Of course this is an issue for all software projects, and there's  
different solutions depending on the nature of the team, how many  
active contributors exist and so on. FG seems to have a few potential  
tracking 'points' - the Developer Wiki, the SourceForge tracker / bug  
system, some (mandated) files in CVS (ToDos) and the usual source code  
'FIXME' annotations (which something like Doxygen can extract, if  
formatted suitably).

Notably, there's a few questions for someone looking to get involved  
and some ancillary nice ones:

  - known broken things in current CVS
  - current tasks required for a release based upon OSG (or in  
general, the next planned release)
  - things that can be improved / fixed / cleaned up using OSG, but  
can wait (for whatever reason)
  - things that are being actively worked upon

[the nice to have ones]
  - things that the aircraft / scenery modelling community would like  
to have in the near / medium / long term
  - long-standing bugs (and maybe why they're long-standing!)
  - potential quick tasks / re-factorings which could be undertaken by  
a new coder to the project
  - larger scale refactoring tasks

 From reading the code, the list, and watching CVS commits, plus the  
odd naiive email, it's possible to get partial answers to all of the  
above, but they are incomplete answers at best.
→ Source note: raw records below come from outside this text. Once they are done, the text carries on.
//! PostgreSQL connector
//!
//! Each connection is a sqlx pool capped at one physical connection, opened
//! with a read-only session and a server-side statement timeout. No explicit
//! transactions are used, so every statement runs in autocommit.

use async_trait::async_trait;
use sea_orm::sqlx::Row;
use sea_orm::sqlx::postgres::{PgConnectOptions, PgPool, PgPoolOptions, PgRow};
use std::str::FromStr;
use std::time::Duration;
use tracing::debug;

use super::{ColumnKind, ColumnSpec, Connection, Connector, QuerySpec, ResultRow, Scalar};
use crate::config::DatabaseConfig;
use crate::errors::{ExporterError, Result};

const APPLICATION_NAME: &str = "hrms-exporter";

pub struct PgConnector {
    options: PgConnectOptions,
    connect_timeout: Duration,
    target: String,
}

impl PgConnector {
    pub fn from_config(config: &DatabaseConfig) -> Result<Self> {
        let options = PgConnectOptions::from_str(&config.url)
            .map_err(|e| ExporterError::database_config(format!("invalid database URL: {}", e)))?
            .application_name(APPLICATION_NAME)
            .options(session_options(config.statement_timeout()));

        Ok(Self {
            options,
            connect_timeout: config.connect_timeout(),
            target: config.host_display(),
        })
    }
}

/// Startup parameters applied to every session.
fn session_options(statement_timeout: Duration) -> [(&'static str, String); 2] {
    [
        ("statement_timeout", format!("{}ms", statement_timeout.as_millis())),
        ("default_transaction_read_only", "on".to_string()),
    ]
}

#[async_trait]
impl Connector for PgConnector {
    async fn connect(&self) -> Result<Box<dyn Connection>> {
        let connect = PgPoolOptions::new()
            .max_connections(1)
            .min_connections(0)
            .acquire_timeout(self.connect_timeout)
            .test_before_acquire(false)
            .connect_with(self.options.clone());

        let pool = tokio::time::timeout(self.connect_timeout, connect)
            .await
            .map_err(|_| {
                ExporterError::database_connection(format!(
                    "connecting to {} timed out after {:?}",
                    self.target, self.connect_timeout
                ))
            })?
            .map_err(|e| {
                ExporterError::database_connection(format!(
                    "failed to connect to {}: {}",
                    self.target, e
                ))
            })?;

        Ok(Box::new(PgMonitoringConnection { pool }))
    }

    fn target(&self) -> String {
        self.target.clone()
    }
}

struct PgMonitoringConnection {
    pool: PgPool,
}

#[async_trait]
impl Connection for PgMonitoringConnection {
    fn is_closed(&self) -> bool {
        self.pool.is_closed()
    }

    async fn fetch(&self, query: &QuerySpec) -> Result<Vec<ResultRow>> {
        let rows = sea_orm::sqlx::query(query.sql)
            .fetch_all(&self.pool)
            .await?;
        debug!("Query '{}' returned {} rows", query.name, rows.len());

        rows.iter().map(|row| decode_row(row, query.columns)).collect()
    }

    async fn close(&self) {
        self.pool.close().await;
    }
}

/// Decode the declared columns of one row; anything undeclared is ignored.
fn decode_row(row: &PgRow, columns: &[ColumnSpec]) -> Result<ResultRow> {
    let mut decoded = ResultRow::new();
    for column in columns {
        let value = match column.kind {
            ColumnKind::Number => Scalar::from(row.try_get::<Option<f64>, _>(column.name)?),
            ColumnKind::Text => Scalar::from(row.try_get::<Option<String>, _>(column.name)?),
        };
        decoded.insert(column.name, value);
    }
    Ok(decoded)
}

#[cfg(test)]
mod tests {
    use super::*;

    #[test]
    fn test_session_options() {
        let options = session_options(Duration::from_millis(5000));
        assert_eq!(options[0], ("statement_timeout", "5000ms".to_string()));
        assert_eq!(options[1], ("default_transaction_read_only", "on".to_string()));
    }

    #[test]
    fn test_session_options_follow_config() {
        let config = DatabaseConfig {
            statement_timeout_ms: 750,
            ..DatabaseConfig::default()
        };
        let options = session_options(config.statement_timeout());
        assert_eq!(options[0].1, "750ms");
    }

    #[test]
    fn test_bad_url_error_message() {
        let config = DatabaseConfig {
            url: "not a url".to_string(),
            ..DatabaseConfig::default()
        };
        let err = PgConnector::from_config(&config).err().unwrap();
        assert!(err.message().starts_with("invalid database URL"));
    }

    #[test]
    fn test_from_config_hides_credentials_in_target() {
        let connector = PgConnector::from_config(&DatabaseConfig::default()).unwrap();
        assert_eq!(connector.target(), "localhost:5432/hrms_master");
    }

    #[test]
    fn test_from_config_rejects_bad_url() {
        let config = DatabaseConfig {
            url: "not a url".to_string(),
            ..DatabaseConfig::default()
        };
        assert!(matches!(
            PgConnector::from_config(&config),
            Err(ExporterError::DatabaseConfig(_))
        ));
    }
}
A few of the questions, BTW, I'd like an actual concrete answer to  
(especially the 'tasks blocking an OSG release' one) but the main  
question is about visibility, i.e if there's a place any of the above  
is recorded by a working consensus (eg, > 60%) of developers.  
Obviously I have my own preferred solution to the above list (use a  
tracking system like Bugzilla, Trac or the SF tracker) but I'm heavily  
biased by familiarity with such systems, and using them in other  
projects. I'm aware that they might not work for FG (no one is using  
the SF tracker, possibly because it's a bit of dog), and they  
definitely don't work unless enough people use them. Equally it's  
pointless (and harmful) in open-source coding to be dogmatic about  
work methodologies (which is not the same as not having any, either)

Soooo, comments on the above? Have I missed other sources of this sort  
of information? Am I overstating the need for it, or value of it, in a  
project such as FG? Are  there incremental or experimental  
improvements to tracking the project that people would like to  
suggest? I'll say right now that I am pretty sceptical of the 'keep a  
wiki page up to date' approach to project tracking, though any system  
is only as good as the time people put into it. ToDo / BUGS files in  
CVS can work, in my experience. I'd be happy to setup a Bugzilla  
(eurgh) (or any sane alternative) on my DreamHost, as a slightly more  
usable alternative to the SF tracker, but if it's purely to indulge my  
masochistic tendencies, I'll stick with my current approach - many  
(virtual) yellow post-it notes with scrawl such as 'PROPS_STANDALONE  
can die' and 'why isn't magvar updated by the SGSubsystemMgr?'.